Where are the most recent lava flows in the Owyhee Canyonlands?
The most recent volcanic activity occurred at Jordan Craters, about 3,200 years ago. Although this sounds like a long time ago to us, geologically this is very recent and it indicates that the Owyhee area is still volcanically active.
Do you have a favorite geological area in Oregon?

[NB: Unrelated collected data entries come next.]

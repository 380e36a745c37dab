//! Sparse grid → dense interpolated pixel buffer.
//!
//! Each observed cell paints the four quadrant rectangles between its own
//! center and the half-cell boundary toward each diagonal neighbor. The
//! four corner colors of a quadrant blend the cell with whichever of its
//! orthogonal and diagonal neighbors are observed, falling back through a
//! fixed precedence when they are not, so adjacent observed cells shade
//! into each other without visible cell boundaries. Unobserved cells are
//! never painted; they stay canvas background.

use crate::map::OccupancyGrid;
use crate::render::canvas::Canvas;
use crate::render::color::Rgba;
use crate::render::viewport::Viewport;

/// Neighbor direction pairs for the four quadrants around a cell:
/// (row-axis neighbor, column-axis neighbor).
const DIRECTIONS: [((i64, i64), (i64, i64)); 4] = [
    ((-1, 0), (0, 1)),
    ((1, 0), (0, 1)),
    ((-1, 0), (0, -1)),
    ((1, 0), (0, -1)),
];

/// Corner order (top-left, top-right, bottom-left, bottom-right) per
/// quadrant, indexing [own, row-neighbor, col-neighbor, diagonal];
/// accounts for each quadrant's flip relative to screen position.
const POSITIONS: [[usize; 4]; 4] = [
    [3, 2, 1, 0],
    [2, 3, 0, 1],
    [1, 0, 3, 2],
    [0, 1, 2, 3],
];

/// Renders an occupancy grid into a color canvas.
#[derive(Debug, Clone, Copy)]
pub struct Rasterizer {
    color_low: Rgba,
    color_high: Rgba,
}

impl Rasterizer {
    /// Rasterizer with the two gradient endpoint colors (cell value 0.0
    /// maps to `color_low`, 1.0 to `color_high`).
    pub fn new(color_low: Rgba, color_high: Rgba) -> Self {
        Self {
            color_low,
            color_high,
        }
    }

    /// Color for a cell value.
    pub fn color_for(&self, value: f32) -> Rgba {
        self.color_low.lerp(self.color_high, value)
    }

    /// Repaint the whole canvas from the grid at `pitch` world units per
    /// cell under the given viewport transform.
    pub fn render(
        &self,
        grid: &OccupancyGrid,
        viewport: &Viewport,
        pitch: f32,
        canvas: &mut Canvas,
    ) {
        canvas.clear();
        let (origin_row, origin_col) = grid.origin();
        let origin = viewport.origin();
        let scale = viewport.scale();
        let cell_px = pitch * scale;

        for i in 0..grid.rows() as i64 {
            for j in 0..grid.cols() as i64 {
                if !grid.is_observed(i, j) {
                    continue;
                }
                let own = self.color_for(grid.get(i as usize, j as usize));

                for (k, &((dr, _), (_, dc))) in DIRECTIONS.iter().enumerate() {
                    let corners =
                        self.quadrant_corners(grid, i, j, dr, dc, own);

                    // Quadrant rectangle: cell center to the half-cell
                    // boundary toward the diagonal neighbor.
                    let diag_row = (i + dr) as f32;
                    let diag_col = (j + dc) as f32;
                    let mut x1 = (origin.x + (i as f32 - origin_row as f32) * cell_px) as i32;
                    let mut x2 = (origin.x
                        + ((diag_row + i as f32) / 2.0 - origin_row as f32) * cell_px)
                        as i32;
                    if x1 > x2 {
                        std::mem::swap(&mut x1, &mut x2);
                    }
                    let mut y1 = (origin.y + (j as f32 - origin_col as f32) * cell_px) as i32;
                    let mut y2 = (origin.y
                        + ((diag_col + j as f32) / 2.0 - origin_col as f32) * cell_px)
                        as i32;
                    if y1 > y2 {
                        std::mem::swap(&mut y1, &mut y2);
                    }

                    let pos = POSITIONS[k];
                    canvas.fill_bilinear(
                        x1,
                        y1,
                        x2 - x1,
                        y2 - y1,
                        corners[pos[0]],
                        corners[pos[1]],
                        corners[pos[2]],
                        corners[pos[3]],
                    );
                }
            }
        }
    }

    /// Corner colors [own, row-neighbor, col-neighbor, diagonal] for the
    /// quadrant reached by row step `dr` and column step `dc`.
    fn quadrant_corners(
        &self,
        grid: &OccupancyGrid,
        i: i64,
        j: i64,
        dr: i64,
        dc: i64,
        own: Rgba,
    ) -> [Rgba; 4] {
        let row_neighbor = grid
            .is_observed(i + dr, j)
            .then(|| self.color_for(grid.get((i + dr) as usize, j as usize)));
        let col_neighbor = grid
            .is_observed(i, j + dc)
            .then(|| self.color_for(grid.get(i as usize, (j + dc) as usize)));
        let diagonal = grid
            .is_observed(i + dr, j + dc)
            .then(|| self.color_for(grid.get((i + dr) as usize, (j + dc) as usize)));

        let row_corner = row_neighbor.map_or(own, |c| own.midpoint(c));
        let col_corner = col_neighbor.map_or(own, |c| own.midpoint(c));

        let diag_corner = match (row_neighbor, col_neighbor) {
            (Some(rc), Some(cc)) => match diagonal {
                // Both orthogonal neighbors present: blend toward the
                // diagonal through the column neighbor's midpoint.
                Some(dc_color) => row_corner.midpoint(cc.midpoint(dc_color)),
                None => rc.midpoint(cc),
            },
            (Some(_), None) => match diagonal {
                Some(dc_color) => own.midpoint(dc_color),
                None => row_corner,
            },
            (None, Some(_)) => match diagonal {
                Some(dc_color) => own.midpoint(dc_color),
                None => col_corner,
            },
            (None, None) => own,
        };

        [own, row_corner, col_corner, diag_corner]
    }
}
//! RGBA color with linear blending.

/// 8-bit RGBA color.
#[derive(Debug, Clone, Copy, PartialEq, Eq)]
pub struct Rgba {
    pub r: u8,
    pub g: u8,
    pub b: u8,
    pub a: u8,
}

impl Rgba {
    /// Opaque white (canvas background).
    pub const WHITE: Rgba = Rgba::rgb(255, 255, 255);

    /// Opaque color from RGB components.
    pub const fn rgb(r: u8, g: u8, b: u8) -> Self {
        Self { r, g, b, a: 255 }
    }

    /// Linear interpolation from `self` to `other`; `t` clamped to [0, 1].
    pub fn lerp(self, other: Rgba, t: f32) -> Rgba {
        let t = t.clamp(0.0, 1.0);
        let mix = |a: u8, b: u8| (a as f32 + (b as f32 - a as f32) * t).round() as u8;
        Rgba {
            r: mix(self.r, other.r),
            g: mix(self.g, other.g),
            b: mix(self.b, other.b),
            a: mix(self.a, other.a),
        }
    }

    /// Equal-weight blend of two colors.
    pub fn midpoint(self, other: Rgba) -> Rgba {
        self.lerp(other, 0.5)
    }
}

impl From<[u8; 3]> for Rgba {
    fn from(rgb: [u8; 3]) -> Self {
        Rgba::rgb(rgb[0], rgb[1], rgb[2])
    }
}
//! Viewport transform: world units → canvas pixels.
//!
//! The canvas is a fixed square; as the mapped area grows the scale
//! shrinks geometrically so the grid plus a lookahead border always fits.
//! Within a session the scale never increases again, which keeps the zoom
//! from oscillating as the footprint fluctuates. The origin scrolls ahead
//! of the robot in discrete half-border steps so the indicator stays
//! inside a safe interior region.

use crate::core::Point2D;

/// World units spanned by one scale bucket; the initial view shows
/// `2 * UNITS_PER_BUCKET` world units across the canvas.
const UNITS_PER_BUCKET: f32 = 50.0;

/// World → pixel transform for the map canvas.
#[derive(Debug, Clone, Copy)]
pub struct Viewport {
    resolution: usize,
    origin: Point2D,
    scale: f32,
}

impl Viewport {
    /// Session-start viewport: origin at canvas center, 100 world units
    /// across.
    pub fn new(resolution: usize) -> Self {
        Self {
            resolution,
            origin: Point2D::new(resolution as f32 / 2.0, resolution as f32 / 2.0),
            scale: resolution as f32 / (2.0 * UNITS_PER_BUCKET),
        }
    }

    /// Reset to the session-start transform.
    pub fn reset(&mut self) {
        *self = Viewport::new(self.resolution);
    }

    /// Pixels per world unit.
    pub fn scale(&self) -> f32 {
        self.scale
    }

    /// Canvas-pixel position of the world origin.
    pub fn origin(&self) -> Point2D {
        self.origin
    }

    /// Lookahead margin as a fraction of the canvas, for the given cell
    /// pitch at the current scale.
    pub fn border_proportion(&self, pitch: f32) -> f32 {
        pitch / (self.resolution as f32 / self.scale)
    }

    /// Map a world position to canvas pixels.
    pub fn to_pixel(&self, world: Point2D) -> Point2D {
        world * self.scale + self.origin
    }

    /// Refit the transform for a grid of `rows × cols` cells at `pitch`
    /// world units per cell, with the robot sensor at `robot`.
    ///
    /// Shrinks the scale when the footprint (plus border margin) would
    /// exceed the canvas, never grows it, then scrolls the origin in
    /// discrete steps while the robot sits within a border of any edge.
    pub fn update(&mut self, rows: usize, cols: usize, pitch: f32, robot: Point2D) {
        let res = self.resolution as f32;
        let border = self.border_proportion(pitch);

        // Footprint in scale buckets, including the lookahead margin.
        let extent = |cells: usize| -> i32 {
            let size = (cells as f32 * pitch * (1.0 + 2.0 * border)) / UNITS_PER_BUCKET;
            (size as i32).max(1)
        };
        let buckets = extent(rows).max(extent(cols));
        let fitted = res / (UNITS_PER_BUCKET * (buckets + 1) as f32);
        if fitted < self.scale {
            self.scale = fitted;
        }

        // Scroll-ahead: shift the origin while the robot is rendered
        // within a border of any edge.
        let rel = robot * self.scale + self.origin;
        let step = res * (border / 2.0);
        if step <= 0.0 {
            return;
        }
        if rel.x < res * border {
            self.origin.x += step * (((res * border - rel.x) / step) as i32 + 1) as f32;
        } else if rel.x > res * (1.0 - border) {
            self.origin.x -= step * (((rel.x - res * (1.0 - border)) / step) as i32 + 1) as f32;
        }
        if rel.y < res * border {
            self.origin.y += step * (((res * border - rel.y) / step) as i32 + 1) as f32;
        } else if rel.y > res * (1.0 - border) {
            self.origin.y -= step * (((rel.y - res * (1.0 - border)) / step) as i32 + 1) as f32;
        }
    }
}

That is a tough question! Oregon is such a great state because of its diverse climates and ecosystems, which is ultimately related to its diverse geology. There are excellent examples of many different kinds of landscapes in Oregon, again due to the wide range of geology. The Cascades are a textbook example of very recent volcanic activity caused by subduction. The Owyhee area preserves ancient, highly explosive caldera eruptions that have been eroded over time. Other parts of the state preserve different geologic stories, from ancient ocean sediments deposited during the time of the dinosaurs, to recent earthquakes along the Pacific Coast. Picking one part of Oregon’s geologic story as my favorite is impossible because there are so many special geologic features throughout the state.